(Collected data entries)
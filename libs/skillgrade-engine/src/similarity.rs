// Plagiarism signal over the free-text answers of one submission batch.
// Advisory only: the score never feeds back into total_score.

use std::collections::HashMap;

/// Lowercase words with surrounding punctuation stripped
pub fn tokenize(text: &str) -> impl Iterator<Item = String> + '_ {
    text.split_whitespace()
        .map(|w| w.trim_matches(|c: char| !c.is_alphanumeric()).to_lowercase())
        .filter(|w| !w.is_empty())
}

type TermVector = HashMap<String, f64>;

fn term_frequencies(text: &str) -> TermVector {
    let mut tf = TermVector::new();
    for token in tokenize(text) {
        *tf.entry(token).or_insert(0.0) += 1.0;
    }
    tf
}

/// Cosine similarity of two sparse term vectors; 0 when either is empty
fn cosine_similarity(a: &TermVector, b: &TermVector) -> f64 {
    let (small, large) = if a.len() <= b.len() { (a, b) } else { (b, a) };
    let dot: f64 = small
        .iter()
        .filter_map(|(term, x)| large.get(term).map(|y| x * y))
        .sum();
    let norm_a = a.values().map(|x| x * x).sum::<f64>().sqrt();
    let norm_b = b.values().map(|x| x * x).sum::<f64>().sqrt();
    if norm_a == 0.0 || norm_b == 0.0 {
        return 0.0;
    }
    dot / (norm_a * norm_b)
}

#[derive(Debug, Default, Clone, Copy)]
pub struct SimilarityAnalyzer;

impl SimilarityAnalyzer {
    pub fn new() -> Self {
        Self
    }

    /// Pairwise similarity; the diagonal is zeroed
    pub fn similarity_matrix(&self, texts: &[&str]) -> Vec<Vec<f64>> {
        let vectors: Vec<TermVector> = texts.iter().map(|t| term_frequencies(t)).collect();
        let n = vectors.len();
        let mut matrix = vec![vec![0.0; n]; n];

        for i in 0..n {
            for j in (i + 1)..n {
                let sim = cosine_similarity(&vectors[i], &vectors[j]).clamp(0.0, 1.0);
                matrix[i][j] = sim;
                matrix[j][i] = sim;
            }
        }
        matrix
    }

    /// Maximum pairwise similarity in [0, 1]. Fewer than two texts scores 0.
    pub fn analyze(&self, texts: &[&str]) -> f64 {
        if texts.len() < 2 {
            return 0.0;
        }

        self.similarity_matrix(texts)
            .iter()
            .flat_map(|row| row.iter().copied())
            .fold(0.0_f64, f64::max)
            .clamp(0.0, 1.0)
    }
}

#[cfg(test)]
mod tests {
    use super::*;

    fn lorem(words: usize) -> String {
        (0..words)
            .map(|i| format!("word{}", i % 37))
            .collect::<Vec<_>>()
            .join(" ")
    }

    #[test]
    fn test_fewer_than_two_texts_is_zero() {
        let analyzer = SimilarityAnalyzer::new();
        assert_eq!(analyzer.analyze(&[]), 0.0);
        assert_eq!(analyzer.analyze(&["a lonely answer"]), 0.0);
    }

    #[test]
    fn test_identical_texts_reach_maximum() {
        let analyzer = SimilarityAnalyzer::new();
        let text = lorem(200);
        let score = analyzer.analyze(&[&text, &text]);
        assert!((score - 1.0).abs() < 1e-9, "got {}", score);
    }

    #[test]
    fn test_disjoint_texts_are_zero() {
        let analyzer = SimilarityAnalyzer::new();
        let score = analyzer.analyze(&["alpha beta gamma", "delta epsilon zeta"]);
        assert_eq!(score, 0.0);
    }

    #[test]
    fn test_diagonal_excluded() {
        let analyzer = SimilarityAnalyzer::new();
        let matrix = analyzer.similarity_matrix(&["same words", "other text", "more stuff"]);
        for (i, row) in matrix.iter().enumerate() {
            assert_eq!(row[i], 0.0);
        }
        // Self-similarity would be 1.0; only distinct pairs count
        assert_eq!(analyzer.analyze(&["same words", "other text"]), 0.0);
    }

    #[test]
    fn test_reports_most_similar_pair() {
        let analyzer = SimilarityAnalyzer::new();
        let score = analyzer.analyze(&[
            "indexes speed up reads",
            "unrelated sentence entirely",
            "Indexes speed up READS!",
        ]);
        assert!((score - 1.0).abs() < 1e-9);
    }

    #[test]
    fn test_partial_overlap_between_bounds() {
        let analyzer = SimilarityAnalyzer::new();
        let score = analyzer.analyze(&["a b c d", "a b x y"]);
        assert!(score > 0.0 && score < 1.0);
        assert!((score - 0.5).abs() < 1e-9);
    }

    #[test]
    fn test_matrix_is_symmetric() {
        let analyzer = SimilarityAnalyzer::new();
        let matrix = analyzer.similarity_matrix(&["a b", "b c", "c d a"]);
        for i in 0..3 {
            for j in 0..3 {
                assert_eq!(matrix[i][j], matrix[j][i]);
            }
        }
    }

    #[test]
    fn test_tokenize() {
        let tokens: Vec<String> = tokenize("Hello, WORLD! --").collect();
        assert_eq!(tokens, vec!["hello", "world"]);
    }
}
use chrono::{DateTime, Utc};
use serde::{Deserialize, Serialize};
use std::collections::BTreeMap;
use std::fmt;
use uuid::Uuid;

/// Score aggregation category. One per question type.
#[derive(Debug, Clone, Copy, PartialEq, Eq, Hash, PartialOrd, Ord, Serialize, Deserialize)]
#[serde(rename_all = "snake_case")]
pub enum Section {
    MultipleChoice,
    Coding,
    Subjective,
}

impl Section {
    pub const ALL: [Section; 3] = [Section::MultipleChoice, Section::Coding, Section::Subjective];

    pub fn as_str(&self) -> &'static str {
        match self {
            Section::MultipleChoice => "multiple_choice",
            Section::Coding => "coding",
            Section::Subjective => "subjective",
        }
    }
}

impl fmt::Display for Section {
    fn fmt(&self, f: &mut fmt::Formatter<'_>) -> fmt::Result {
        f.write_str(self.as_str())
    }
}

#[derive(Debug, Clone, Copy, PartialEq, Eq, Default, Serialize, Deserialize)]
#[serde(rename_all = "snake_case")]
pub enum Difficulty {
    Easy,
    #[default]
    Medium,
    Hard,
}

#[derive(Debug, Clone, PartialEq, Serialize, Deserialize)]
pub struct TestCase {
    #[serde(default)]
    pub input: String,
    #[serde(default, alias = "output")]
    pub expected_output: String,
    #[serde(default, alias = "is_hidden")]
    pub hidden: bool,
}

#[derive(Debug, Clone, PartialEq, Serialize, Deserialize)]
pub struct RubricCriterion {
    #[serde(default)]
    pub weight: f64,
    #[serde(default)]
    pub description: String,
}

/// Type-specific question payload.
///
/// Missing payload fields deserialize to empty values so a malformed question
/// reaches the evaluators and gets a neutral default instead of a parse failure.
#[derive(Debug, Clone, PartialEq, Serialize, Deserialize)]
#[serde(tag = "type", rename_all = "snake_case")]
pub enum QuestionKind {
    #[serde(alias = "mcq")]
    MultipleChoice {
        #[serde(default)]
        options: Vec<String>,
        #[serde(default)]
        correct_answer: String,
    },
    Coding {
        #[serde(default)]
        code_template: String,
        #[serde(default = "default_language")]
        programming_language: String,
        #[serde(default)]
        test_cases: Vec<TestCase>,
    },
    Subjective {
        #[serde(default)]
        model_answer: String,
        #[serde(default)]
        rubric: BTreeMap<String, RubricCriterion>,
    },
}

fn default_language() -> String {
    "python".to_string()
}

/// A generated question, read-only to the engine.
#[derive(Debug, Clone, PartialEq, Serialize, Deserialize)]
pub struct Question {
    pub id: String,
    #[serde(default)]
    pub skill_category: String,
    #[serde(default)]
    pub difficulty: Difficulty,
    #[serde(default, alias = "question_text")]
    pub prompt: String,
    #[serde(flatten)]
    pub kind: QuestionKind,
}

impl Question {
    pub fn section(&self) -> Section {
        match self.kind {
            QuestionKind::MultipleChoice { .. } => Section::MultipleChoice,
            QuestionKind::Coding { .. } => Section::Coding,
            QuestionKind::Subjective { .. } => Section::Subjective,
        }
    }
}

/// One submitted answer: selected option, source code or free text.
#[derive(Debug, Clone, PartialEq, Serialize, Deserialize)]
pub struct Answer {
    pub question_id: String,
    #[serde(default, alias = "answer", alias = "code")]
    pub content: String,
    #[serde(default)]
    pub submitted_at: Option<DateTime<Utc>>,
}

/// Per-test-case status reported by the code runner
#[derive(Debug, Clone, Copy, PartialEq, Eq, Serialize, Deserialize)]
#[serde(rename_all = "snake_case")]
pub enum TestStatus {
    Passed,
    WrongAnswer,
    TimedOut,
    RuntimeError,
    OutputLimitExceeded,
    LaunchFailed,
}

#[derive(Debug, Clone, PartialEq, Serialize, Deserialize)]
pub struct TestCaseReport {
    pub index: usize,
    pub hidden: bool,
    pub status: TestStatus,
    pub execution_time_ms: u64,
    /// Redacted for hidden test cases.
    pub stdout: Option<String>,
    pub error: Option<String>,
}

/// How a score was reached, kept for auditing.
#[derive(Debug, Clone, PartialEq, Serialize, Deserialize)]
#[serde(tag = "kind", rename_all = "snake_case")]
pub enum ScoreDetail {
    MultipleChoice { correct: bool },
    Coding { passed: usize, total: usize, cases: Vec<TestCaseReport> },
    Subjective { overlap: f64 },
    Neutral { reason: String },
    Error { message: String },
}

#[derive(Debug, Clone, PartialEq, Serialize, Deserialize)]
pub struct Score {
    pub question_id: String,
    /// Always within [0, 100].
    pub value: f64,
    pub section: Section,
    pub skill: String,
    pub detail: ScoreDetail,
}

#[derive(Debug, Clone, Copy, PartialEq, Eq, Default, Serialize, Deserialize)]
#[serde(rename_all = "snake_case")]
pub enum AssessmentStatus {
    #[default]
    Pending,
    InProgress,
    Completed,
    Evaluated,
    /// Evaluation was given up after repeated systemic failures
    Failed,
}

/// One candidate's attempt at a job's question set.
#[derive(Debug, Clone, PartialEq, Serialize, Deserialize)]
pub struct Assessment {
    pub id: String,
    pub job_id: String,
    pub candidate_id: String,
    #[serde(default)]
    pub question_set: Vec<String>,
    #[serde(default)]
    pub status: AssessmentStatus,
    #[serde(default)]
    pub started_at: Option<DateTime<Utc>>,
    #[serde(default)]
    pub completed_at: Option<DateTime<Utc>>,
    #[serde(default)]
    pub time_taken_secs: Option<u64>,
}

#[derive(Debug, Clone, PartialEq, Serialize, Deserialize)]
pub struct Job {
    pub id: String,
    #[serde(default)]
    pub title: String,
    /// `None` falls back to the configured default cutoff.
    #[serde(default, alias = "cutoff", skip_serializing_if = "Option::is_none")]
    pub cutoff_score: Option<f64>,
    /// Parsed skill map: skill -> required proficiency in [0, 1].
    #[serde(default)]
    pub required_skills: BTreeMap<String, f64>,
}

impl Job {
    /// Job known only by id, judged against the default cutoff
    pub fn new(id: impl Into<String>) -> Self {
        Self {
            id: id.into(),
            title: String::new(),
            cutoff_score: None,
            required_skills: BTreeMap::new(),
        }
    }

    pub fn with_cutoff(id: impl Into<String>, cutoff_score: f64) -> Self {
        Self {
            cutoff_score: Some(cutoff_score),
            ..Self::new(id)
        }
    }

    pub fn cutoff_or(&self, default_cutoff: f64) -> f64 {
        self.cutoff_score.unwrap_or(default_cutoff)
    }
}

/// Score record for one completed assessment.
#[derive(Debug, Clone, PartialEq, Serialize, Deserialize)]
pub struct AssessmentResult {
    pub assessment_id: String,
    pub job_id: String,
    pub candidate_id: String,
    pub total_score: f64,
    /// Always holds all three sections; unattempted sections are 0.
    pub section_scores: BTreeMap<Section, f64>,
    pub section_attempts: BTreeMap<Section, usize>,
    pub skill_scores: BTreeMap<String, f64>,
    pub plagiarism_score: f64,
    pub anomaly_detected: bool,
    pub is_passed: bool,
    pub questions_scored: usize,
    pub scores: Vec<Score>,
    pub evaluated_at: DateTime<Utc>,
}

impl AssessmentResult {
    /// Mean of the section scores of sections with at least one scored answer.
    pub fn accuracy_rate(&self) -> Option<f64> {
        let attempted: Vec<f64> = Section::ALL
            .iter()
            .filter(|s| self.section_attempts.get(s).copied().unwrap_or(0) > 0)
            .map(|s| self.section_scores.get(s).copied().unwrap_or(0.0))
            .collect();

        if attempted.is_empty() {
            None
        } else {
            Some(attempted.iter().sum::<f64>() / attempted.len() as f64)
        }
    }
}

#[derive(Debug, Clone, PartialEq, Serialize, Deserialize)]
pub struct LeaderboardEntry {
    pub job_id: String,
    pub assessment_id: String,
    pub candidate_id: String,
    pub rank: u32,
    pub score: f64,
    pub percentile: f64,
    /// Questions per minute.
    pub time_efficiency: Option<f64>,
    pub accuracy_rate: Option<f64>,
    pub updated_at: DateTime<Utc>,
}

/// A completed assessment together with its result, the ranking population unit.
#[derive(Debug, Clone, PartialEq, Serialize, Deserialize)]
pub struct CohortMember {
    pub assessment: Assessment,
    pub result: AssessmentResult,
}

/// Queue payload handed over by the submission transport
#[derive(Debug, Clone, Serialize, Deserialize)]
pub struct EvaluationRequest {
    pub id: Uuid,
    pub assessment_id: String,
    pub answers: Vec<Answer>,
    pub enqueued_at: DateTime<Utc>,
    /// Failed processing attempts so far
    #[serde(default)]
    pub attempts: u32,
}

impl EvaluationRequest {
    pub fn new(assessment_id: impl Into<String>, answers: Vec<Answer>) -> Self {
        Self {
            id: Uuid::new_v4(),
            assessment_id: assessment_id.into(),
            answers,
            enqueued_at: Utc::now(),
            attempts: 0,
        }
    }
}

- [Assignment]
Give the number of lines that hold the word "HashMap" in these records, with nothing added.

- [Written response]
2